* WORKING DATA:
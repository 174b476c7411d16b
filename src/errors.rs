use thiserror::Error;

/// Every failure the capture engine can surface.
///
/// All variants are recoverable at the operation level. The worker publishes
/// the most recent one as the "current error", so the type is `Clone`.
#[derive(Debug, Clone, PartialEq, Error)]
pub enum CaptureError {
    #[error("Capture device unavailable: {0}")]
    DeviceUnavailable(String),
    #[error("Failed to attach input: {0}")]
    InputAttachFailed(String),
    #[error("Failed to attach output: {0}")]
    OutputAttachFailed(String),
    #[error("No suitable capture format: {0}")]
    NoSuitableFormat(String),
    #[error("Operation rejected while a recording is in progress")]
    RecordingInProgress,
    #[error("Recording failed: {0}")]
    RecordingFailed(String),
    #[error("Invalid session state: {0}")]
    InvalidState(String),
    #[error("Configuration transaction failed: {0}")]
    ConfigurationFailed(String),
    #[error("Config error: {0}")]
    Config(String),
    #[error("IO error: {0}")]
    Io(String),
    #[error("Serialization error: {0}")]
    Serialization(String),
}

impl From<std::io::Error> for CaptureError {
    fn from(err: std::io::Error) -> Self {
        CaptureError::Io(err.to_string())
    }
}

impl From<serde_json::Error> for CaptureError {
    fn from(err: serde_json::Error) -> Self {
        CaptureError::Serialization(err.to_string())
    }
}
==
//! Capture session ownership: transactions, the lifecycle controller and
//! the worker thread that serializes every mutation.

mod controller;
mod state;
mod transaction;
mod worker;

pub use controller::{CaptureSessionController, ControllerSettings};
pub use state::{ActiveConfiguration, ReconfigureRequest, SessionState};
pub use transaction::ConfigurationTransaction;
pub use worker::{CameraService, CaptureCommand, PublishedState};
...
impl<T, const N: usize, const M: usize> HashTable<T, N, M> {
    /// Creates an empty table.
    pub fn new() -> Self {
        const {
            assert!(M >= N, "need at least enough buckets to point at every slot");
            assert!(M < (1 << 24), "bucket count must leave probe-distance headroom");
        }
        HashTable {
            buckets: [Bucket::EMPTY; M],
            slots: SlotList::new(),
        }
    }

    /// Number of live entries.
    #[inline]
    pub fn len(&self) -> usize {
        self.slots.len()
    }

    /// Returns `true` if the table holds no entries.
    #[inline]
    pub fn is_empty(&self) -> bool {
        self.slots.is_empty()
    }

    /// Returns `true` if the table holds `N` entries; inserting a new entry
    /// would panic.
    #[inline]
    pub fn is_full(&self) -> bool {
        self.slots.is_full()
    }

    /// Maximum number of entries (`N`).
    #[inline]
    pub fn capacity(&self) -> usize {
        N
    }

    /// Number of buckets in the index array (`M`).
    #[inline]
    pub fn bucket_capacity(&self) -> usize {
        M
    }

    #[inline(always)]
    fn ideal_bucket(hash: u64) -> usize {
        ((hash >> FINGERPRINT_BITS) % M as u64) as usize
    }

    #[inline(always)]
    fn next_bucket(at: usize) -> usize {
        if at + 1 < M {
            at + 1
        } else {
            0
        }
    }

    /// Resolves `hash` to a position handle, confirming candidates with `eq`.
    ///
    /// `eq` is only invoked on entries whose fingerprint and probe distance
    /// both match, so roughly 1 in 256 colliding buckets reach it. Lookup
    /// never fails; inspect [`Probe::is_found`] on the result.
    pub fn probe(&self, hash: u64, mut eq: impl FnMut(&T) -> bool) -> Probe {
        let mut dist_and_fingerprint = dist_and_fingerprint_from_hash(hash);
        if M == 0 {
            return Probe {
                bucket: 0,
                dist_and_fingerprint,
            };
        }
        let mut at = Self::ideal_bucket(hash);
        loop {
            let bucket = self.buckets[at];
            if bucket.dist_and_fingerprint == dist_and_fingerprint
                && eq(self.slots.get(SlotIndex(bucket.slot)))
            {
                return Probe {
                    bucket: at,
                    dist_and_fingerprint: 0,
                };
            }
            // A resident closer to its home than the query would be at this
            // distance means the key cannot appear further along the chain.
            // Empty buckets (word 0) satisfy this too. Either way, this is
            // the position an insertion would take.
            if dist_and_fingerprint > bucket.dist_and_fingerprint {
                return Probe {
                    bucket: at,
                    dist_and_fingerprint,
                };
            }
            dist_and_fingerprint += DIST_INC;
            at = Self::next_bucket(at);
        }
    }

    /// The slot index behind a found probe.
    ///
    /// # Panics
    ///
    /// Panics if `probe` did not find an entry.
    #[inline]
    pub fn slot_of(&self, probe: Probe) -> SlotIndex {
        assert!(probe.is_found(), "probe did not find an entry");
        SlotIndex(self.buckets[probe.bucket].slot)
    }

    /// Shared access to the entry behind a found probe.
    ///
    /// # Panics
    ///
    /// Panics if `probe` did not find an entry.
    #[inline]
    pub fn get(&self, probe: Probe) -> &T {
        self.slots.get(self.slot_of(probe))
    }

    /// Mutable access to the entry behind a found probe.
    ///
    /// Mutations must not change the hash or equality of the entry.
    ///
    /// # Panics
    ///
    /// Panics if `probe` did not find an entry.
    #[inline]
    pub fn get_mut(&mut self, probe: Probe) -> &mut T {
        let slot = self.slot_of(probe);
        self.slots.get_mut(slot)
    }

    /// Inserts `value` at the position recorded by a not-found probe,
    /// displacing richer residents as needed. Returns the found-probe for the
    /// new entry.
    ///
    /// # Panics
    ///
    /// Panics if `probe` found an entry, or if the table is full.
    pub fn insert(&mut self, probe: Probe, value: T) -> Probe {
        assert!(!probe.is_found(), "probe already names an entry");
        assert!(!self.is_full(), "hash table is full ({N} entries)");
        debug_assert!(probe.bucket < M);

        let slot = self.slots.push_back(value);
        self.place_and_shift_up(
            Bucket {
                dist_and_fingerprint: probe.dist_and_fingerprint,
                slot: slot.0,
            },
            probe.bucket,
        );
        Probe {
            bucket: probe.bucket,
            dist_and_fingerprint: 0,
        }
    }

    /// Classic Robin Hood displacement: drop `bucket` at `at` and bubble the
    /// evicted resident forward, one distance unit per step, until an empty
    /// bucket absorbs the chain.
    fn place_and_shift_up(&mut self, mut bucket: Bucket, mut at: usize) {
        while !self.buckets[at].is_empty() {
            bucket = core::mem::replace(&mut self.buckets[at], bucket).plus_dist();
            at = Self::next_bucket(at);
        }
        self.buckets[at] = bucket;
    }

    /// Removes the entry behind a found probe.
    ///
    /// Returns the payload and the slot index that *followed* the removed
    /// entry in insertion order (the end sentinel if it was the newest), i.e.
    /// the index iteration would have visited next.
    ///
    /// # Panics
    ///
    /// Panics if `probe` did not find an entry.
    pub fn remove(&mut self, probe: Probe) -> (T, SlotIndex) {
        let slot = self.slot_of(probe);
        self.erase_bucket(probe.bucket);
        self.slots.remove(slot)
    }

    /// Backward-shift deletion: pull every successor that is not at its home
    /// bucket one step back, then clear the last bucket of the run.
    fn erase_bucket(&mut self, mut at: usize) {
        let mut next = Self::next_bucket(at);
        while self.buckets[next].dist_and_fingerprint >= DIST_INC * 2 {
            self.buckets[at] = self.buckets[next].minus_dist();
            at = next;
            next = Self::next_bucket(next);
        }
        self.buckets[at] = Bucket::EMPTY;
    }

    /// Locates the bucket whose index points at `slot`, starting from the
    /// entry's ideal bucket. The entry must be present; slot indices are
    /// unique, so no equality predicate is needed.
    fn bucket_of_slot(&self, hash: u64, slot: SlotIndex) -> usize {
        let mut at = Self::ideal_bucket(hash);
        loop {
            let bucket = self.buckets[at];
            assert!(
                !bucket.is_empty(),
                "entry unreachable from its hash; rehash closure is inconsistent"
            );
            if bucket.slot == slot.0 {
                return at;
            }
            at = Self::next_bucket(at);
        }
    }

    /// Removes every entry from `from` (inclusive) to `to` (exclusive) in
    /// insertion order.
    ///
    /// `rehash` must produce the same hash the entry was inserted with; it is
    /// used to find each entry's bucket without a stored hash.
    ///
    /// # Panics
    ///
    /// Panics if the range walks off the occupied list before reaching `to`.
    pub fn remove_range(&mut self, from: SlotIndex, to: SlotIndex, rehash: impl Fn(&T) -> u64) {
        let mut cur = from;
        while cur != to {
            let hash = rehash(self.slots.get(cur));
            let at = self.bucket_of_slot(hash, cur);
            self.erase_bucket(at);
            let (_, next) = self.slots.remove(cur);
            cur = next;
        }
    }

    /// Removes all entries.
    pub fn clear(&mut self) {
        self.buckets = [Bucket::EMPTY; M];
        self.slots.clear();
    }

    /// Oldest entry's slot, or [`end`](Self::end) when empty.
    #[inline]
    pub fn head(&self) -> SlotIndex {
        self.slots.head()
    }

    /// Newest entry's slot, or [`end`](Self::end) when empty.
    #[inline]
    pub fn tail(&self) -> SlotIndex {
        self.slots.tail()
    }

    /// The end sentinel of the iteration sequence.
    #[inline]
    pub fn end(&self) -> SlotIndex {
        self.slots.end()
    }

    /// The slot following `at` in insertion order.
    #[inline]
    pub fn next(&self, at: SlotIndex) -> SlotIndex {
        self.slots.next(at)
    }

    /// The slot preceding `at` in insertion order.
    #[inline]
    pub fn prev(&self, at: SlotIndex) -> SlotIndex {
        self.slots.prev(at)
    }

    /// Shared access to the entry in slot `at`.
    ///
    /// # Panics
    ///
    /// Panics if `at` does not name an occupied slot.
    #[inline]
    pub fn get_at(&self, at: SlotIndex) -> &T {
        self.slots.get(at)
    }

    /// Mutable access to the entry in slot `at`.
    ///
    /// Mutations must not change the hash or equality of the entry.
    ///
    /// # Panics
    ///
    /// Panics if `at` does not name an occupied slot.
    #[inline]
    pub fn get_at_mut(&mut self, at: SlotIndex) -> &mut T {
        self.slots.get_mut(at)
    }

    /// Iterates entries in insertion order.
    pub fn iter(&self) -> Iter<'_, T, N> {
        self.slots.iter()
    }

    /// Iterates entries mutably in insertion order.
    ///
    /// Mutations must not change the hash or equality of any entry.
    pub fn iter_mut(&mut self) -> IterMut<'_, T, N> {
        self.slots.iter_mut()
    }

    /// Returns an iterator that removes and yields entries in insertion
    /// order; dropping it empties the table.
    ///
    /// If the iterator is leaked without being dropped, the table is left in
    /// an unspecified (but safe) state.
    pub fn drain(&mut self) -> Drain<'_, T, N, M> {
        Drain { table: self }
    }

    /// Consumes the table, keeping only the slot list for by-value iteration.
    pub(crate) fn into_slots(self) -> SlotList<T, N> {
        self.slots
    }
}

* TASK:
Copy out each line of the listing that holds the string "true".

* RESULT FOR THIS EXERCISE:
    /// Returns `true` if the table holds no entries.
    /// Returns `true` if the table holds `N` entries; inserting a new entry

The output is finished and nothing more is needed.